[Collected data]
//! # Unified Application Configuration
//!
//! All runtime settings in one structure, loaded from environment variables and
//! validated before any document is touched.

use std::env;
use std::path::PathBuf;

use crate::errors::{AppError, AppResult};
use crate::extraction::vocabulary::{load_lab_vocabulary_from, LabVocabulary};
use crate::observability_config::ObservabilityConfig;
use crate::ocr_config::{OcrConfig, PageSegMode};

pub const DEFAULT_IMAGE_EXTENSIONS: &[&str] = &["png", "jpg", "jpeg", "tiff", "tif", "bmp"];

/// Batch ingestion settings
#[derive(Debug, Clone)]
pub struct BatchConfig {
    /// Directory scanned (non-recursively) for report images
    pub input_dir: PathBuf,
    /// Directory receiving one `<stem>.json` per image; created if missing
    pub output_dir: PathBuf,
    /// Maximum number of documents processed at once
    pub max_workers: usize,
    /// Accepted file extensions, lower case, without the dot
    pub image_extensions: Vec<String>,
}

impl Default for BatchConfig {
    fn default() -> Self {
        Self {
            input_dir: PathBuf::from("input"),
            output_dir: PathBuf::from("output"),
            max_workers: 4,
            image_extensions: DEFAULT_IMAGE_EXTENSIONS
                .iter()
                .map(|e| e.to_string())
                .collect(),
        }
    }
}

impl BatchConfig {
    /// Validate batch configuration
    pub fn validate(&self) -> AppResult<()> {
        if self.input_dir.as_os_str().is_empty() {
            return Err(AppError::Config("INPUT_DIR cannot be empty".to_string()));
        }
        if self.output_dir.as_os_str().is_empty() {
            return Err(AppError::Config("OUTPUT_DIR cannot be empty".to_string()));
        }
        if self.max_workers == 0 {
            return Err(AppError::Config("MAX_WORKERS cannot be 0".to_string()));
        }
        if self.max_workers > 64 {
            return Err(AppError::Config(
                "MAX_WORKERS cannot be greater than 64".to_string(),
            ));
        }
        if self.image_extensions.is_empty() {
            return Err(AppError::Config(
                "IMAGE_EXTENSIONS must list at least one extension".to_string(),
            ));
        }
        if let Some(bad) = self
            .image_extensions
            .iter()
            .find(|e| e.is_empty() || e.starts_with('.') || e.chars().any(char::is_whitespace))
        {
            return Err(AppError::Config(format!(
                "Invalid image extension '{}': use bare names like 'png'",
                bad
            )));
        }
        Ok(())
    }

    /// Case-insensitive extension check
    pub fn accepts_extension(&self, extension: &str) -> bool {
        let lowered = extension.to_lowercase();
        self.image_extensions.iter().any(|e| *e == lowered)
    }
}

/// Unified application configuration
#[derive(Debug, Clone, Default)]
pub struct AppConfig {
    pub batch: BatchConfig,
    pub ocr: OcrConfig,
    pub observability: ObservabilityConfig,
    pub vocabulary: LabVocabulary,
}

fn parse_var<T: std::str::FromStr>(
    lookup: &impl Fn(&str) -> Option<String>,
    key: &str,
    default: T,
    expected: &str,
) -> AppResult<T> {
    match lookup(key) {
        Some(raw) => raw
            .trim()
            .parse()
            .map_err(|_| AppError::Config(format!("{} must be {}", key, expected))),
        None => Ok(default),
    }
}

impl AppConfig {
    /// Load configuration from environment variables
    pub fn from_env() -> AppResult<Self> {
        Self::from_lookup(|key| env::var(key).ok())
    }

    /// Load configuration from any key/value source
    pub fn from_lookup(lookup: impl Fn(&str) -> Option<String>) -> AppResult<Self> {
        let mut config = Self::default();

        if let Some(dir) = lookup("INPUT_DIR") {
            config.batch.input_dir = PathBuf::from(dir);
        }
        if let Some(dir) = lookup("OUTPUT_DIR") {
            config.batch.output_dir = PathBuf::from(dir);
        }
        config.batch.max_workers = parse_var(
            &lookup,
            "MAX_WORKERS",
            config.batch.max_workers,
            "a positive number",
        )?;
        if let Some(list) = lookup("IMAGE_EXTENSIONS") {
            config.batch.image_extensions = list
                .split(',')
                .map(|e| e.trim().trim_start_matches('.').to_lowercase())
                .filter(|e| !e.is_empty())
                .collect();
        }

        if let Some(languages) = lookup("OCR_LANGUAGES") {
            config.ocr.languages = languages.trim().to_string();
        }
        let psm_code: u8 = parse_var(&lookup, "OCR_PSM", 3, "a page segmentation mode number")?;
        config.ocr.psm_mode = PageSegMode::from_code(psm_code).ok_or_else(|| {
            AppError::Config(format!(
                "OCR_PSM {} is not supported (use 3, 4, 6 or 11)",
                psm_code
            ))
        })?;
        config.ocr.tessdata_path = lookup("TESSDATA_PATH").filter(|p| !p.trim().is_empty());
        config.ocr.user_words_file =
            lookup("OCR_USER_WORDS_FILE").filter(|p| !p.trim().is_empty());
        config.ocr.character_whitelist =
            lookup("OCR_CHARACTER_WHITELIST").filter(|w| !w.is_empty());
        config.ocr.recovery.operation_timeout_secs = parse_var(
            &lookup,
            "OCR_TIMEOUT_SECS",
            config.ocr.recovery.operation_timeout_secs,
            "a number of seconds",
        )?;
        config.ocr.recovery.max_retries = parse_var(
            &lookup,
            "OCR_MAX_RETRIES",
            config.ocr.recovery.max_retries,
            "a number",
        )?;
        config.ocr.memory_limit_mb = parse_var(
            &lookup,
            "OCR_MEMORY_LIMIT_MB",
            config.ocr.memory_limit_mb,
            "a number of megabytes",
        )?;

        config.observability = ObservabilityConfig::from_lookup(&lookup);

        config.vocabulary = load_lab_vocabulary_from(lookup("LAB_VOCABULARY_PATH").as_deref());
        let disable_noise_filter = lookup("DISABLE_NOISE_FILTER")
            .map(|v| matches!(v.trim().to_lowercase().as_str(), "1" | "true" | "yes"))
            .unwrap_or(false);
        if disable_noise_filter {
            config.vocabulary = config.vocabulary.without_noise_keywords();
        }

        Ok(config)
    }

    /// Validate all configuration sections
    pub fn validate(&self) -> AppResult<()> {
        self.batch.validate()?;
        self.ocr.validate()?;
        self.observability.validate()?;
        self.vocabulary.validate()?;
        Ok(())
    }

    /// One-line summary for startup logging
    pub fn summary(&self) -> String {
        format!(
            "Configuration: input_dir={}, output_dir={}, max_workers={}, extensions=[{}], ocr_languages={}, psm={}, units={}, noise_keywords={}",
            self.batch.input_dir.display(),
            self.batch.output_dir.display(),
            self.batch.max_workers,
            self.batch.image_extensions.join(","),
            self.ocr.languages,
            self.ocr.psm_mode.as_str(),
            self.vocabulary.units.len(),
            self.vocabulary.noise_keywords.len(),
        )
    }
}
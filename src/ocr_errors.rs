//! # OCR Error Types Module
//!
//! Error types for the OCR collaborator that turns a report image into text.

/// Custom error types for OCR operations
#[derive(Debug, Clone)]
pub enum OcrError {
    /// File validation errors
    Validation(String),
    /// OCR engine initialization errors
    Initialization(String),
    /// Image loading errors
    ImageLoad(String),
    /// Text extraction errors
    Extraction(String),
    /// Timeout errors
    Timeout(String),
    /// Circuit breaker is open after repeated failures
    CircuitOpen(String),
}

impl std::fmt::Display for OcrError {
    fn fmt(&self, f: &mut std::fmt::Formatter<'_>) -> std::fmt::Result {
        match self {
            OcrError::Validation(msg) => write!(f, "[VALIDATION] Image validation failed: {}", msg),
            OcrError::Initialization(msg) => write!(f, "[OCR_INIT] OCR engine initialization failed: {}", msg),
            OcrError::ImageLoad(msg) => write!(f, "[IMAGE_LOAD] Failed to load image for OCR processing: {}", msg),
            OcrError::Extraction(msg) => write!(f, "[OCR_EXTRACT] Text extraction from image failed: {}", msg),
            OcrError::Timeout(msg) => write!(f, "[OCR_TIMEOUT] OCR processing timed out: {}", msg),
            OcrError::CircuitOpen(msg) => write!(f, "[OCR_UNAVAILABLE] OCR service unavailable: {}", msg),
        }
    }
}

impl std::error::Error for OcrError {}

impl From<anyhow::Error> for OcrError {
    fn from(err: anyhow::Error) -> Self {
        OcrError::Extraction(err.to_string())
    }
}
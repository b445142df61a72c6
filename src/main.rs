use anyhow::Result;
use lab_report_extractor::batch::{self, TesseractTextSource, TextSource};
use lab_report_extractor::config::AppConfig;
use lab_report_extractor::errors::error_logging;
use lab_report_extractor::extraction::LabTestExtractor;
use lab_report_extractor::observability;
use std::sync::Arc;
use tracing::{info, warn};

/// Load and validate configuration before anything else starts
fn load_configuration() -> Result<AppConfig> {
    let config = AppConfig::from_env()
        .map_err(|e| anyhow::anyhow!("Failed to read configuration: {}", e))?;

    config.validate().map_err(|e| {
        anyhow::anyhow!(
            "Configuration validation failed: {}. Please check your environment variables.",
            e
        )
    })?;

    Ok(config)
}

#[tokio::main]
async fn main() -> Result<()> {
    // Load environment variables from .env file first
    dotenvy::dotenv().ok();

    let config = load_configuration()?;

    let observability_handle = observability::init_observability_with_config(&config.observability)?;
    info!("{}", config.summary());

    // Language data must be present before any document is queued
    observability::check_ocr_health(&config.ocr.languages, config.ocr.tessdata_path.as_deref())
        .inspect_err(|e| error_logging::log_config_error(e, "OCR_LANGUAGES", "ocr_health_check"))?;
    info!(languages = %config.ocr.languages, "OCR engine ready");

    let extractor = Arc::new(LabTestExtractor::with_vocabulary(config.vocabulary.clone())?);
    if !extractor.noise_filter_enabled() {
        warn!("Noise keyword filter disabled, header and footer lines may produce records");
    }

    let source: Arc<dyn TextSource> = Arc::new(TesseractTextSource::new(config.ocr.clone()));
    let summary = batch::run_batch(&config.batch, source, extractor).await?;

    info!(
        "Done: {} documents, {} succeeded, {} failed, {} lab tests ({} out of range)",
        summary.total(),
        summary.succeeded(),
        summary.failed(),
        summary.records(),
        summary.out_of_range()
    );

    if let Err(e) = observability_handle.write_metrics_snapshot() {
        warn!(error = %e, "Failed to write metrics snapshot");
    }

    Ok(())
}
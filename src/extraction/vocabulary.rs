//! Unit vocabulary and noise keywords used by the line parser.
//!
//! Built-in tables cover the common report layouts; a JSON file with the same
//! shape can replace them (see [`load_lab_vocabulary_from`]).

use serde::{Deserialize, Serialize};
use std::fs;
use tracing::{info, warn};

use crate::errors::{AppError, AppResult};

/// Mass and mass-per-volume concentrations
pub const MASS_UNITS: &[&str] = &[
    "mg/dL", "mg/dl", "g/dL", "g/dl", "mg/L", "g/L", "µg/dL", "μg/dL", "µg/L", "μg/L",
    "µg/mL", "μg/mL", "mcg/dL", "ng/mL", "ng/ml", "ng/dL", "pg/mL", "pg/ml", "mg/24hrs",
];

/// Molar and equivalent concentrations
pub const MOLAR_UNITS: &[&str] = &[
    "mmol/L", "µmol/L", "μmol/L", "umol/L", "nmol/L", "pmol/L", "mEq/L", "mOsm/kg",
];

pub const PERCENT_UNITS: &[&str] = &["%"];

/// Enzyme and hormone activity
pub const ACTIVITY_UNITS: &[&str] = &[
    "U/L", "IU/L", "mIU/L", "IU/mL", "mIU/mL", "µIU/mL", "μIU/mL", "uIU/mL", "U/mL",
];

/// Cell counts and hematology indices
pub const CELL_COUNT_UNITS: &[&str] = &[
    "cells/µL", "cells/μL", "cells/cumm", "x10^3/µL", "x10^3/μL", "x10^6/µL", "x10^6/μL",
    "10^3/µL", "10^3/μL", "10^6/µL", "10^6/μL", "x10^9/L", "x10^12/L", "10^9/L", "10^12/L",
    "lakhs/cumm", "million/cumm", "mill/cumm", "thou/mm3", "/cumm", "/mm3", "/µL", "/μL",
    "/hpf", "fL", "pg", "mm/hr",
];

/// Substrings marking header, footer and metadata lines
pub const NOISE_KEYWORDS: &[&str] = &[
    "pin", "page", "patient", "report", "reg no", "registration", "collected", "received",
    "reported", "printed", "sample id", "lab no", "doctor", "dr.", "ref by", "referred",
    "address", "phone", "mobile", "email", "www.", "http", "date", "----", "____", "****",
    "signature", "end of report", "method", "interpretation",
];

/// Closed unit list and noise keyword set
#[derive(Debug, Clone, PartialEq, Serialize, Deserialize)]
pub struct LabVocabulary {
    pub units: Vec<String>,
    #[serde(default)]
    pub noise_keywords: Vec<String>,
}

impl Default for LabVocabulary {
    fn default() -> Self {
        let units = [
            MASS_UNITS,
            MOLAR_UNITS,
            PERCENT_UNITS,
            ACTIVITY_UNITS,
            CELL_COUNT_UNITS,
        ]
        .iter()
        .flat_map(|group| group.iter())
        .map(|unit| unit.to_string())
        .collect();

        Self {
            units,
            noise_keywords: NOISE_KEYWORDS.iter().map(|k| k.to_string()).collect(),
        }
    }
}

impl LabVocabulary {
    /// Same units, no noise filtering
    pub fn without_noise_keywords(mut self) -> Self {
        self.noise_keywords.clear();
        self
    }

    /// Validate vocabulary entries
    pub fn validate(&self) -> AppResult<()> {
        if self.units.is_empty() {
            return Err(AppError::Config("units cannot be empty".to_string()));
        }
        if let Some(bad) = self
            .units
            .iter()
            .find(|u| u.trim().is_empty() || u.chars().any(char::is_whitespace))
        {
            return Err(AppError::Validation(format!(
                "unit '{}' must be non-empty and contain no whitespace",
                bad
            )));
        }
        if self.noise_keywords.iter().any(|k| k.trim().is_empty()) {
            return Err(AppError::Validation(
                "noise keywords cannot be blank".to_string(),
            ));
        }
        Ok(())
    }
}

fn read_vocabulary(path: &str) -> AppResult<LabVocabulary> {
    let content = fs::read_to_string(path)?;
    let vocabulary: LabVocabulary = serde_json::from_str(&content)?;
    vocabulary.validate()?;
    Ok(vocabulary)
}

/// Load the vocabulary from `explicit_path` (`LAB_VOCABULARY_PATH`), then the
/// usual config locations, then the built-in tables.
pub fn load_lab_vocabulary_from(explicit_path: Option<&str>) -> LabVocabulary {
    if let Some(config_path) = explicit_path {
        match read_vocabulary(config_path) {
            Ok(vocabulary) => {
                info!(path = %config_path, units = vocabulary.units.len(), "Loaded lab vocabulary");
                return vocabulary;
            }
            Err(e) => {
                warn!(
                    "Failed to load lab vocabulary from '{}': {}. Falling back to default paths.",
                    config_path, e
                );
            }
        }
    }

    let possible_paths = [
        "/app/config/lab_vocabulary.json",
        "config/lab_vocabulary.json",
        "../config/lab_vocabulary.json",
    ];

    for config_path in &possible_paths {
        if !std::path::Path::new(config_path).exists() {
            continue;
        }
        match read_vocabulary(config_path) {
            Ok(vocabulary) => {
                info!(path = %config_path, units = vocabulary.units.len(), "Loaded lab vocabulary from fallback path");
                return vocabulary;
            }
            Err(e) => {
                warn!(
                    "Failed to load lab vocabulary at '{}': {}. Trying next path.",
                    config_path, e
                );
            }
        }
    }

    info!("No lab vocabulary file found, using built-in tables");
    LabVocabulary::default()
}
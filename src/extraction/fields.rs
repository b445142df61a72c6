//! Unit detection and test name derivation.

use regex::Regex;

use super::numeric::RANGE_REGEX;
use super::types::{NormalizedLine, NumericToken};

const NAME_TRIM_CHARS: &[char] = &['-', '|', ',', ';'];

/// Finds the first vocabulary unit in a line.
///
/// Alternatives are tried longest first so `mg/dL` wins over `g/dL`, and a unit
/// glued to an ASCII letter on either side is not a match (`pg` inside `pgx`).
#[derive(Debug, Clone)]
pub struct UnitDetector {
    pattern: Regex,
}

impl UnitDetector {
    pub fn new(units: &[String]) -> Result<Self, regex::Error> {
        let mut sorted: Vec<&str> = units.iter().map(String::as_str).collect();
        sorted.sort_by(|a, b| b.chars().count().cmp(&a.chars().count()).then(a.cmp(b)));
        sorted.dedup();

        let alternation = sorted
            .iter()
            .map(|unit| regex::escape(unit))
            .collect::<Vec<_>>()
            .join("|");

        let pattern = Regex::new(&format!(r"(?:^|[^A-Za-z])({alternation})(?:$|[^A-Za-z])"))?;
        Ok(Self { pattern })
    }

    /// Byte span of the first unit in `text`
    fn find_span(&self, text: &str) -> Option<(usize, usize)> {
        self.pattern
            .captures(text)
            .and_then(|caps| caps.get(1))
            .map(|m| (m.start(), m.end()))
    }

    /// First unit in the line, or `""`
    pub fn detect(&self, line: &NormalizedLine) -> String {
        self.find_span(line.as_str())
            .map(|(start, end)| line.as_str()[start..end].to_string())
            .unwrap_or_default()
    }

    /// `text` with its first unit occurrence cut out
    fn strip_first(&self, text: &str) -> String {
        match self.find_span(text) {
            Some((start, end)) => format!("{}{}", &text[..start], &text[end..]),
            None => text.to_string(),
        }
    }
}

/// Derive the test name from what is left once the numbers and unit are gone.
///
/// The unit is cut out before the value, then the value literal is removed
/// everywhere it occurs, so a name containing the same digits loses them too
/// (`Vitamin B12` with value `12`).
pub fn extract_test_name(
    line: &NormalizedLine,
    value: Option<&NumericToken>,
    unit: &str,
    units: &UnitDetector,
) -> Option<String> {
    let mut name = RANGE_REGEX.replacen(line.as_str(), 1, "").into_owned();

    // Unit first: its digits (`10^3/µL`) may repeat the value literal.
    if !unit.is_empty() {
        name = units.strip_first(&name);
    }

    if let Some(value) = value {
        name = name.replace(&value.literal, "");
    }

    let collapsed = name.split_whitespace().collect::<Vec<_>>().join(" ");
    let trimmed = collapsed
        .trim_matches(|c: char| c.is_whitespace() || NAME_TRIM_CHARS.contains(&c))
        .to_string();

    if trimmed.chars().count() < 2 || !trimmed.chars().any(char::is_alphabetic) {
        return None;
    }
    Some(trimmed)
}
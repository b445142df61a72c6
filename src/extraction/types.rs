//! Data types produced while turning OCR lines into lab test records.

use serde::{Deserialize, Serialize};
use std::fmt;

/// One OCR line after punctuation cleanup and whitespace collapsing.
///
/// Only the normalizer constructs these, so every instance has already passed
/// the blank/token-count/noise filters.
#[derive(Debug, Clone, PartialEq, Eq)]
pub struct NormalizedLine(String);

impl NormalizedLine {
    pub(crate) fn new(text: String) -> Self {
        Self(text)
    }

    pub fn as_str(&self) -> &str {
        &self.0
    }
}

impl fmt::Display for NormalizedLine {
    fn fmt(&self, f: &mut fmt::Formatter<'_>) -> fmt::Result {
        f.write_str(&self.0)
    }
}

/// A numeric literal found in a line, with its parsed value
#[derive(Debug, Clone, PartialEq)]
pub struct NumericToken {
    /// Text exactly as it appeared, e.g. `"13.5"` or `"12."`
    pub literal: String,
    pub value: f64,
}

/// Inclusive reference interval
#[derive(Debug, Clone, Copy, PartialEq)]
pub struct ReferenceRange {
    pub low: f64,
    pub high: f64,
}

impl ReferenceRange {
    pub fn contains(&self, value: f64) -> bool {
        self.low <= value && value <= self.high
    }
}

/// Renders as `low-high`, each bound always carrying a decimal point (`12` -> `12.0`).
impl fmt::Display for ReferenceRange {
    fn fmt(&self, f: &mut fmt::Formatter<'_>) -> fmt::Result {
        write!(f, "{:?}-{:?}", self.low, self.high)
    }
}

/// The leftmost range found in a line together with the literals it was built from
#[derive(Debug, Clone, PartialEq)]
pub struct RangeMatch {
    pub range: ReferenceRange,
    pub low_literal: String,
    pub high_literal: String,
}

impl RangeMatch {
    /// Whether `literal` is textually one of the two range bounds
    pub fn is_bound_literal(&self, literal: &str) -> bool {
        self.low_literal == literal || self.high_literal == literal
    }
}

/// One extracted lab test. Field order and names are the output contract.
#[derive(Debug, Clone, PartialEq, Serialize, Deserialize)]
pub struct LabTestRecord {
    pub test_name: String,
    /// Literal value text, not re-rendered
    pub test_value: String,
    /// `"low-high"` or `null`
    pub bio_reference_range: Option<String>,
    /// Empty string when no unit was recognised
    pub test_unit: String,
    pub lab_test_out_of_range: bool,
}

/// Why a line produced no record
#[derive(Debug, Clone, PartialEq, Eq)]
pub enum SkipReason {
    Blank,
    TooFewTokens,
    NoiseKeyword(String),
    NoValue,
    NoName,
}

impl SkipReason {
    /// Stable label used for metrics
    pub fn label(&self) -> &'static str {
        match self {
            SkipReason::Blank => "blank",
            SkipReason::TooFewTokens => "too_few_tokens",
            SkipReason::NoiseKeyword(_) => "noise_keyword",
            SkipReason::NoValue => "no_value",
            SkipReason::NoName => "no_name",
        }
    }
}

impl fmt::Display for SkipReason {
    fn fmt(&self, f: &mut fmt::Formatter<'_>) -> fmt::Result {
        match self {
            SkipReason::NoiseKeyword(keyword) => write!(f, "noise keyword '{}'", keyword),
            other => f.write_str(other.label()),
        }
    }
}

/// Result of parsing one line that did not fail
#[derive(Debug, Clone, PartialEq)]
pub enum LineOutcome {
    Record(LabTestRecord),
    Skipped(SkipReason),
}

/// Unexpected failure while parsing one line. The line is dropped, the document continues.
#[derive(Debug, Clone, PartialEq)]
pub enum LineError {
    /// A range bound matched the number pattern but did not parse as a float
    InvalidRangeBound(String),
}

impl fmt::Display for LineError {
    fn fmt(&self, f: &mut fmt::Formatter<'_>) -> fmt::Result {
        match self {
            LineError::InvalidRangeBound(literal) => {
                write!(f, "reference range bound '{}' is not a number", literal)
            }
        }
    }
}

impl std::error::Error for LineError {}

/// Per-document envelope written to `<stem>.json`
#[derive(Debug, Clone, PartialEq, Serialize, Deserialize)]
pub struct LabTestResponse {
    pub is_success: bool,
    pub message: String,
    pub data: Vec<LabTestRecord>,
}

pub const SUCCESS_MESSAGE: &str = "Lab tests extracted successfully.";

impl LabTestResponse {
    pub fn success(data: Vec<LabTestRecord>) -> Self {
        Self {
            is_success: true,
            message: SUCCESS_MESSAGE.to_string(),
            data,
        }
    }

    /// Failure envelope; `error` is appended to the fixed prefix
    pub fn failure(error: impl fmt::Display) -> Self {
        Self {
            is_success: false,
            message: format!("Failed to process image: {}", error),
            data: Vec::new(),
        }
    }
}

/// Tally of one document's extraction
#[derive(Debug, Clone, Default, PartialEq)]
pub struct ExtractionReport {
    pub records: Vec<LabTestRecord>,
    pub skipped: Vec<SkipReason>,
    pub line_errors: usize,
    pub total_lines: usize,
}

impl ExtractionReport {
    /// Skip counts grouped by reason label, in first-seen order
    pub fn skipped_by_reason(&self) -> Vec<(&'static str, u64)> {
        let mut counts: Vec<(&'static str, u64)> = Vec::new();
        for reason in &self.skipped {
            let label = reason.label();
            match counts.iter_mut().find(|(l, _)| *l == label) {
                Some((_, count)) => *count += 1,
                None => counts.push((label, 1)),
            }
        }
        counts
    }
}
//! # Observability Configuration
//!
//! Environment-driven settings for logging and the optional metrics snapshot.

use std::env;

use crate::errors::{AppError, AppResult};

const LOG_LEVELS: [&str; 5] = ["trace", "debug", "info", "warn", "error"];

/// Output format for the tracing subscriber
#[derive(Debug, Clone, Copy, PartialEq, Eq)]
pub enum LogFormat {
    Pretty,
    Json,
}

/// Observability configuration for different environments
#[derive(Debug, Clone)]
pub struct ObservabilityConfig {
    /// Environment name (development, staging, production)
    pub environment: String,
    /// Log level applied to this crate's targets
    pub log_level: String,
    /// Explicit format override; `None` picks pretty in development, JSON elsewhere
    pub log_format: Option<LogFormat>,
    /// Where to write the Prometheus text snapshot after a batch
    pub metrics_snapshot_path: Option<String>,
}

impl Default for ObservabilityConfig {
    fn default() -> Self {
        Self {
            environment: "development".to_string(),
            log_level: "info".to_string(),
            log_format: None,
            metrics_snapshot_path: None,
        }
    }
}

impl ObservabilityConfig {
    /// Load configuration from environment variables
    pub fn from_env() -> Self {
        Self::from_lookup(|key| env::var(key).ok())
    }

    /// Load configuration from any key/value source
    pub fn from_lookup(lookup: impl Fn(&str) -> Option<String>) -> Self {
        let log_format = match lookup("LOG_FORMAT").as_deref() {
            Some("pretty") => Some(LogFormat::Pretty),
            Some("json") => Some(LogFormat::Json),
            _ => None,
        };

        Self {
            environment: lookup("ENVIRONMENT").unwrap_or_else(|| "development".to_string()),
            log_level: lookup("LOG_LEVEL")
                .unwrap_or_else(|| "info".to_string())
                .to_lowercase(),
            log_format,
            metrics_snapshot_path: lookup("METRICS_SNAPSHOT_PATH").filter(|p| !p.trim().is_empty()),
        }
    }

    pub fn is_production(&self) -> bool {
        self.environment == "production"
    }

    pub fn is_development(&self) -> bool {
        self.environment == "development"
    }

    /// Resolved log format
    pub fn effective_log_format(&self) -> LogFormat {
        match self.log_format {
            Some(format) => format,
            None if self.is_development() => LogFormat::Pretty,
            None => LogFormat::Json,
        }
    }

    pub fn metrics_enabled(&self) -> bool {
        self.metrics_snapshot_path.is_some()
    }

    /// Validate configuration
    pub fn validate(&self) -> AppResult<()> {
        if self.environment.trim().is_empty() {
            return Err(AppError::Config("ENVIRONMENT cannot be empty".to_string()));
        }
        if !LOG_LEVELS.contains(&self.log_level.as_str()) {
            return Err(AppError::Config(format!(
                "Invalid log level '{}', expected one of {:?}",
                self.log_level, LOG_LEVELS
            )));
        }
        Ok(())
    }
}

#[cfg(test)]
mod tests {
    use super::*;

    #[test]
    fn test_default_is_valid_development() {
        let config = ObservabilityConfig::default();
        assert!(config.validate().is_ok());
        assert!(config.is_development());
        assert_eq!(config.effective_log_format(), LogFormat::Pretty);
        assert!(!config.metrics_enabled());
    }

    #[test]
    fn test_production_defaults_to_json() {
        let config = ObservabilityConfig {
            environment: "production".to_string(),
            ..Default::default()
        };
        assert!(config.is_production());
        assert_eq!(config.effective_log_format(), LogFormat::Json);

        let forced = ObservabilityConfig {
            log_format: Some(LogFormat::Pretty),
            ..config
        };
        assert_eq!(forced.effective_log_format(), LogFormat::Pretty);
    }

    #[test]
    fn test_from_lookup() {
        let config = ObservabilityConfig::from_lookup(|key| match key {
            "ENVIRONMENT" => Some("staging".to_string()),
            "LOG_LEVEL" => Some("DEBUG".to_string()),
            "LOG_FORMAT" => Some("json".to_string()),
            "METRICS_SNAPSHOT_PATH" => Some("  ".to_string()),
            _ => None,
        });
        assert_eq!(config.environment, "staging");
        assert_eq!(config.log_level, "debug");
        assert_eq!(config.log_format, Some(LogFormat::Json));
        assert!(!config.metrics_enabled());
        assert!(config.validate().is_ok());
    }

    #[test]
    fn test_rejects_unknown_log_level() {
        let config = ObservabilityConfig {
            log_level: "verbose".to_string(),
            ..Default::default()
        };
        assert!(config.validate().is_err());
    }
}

## Task goal
Only the lines above that include the word "ReferenceRange" belong in the answer; copy each one.

## Response to this task
pub struct ReferenceRange {
impl ReferenceRange {
impl fmt::Display for ReferenceRange {
    pub range: ReferenceRange,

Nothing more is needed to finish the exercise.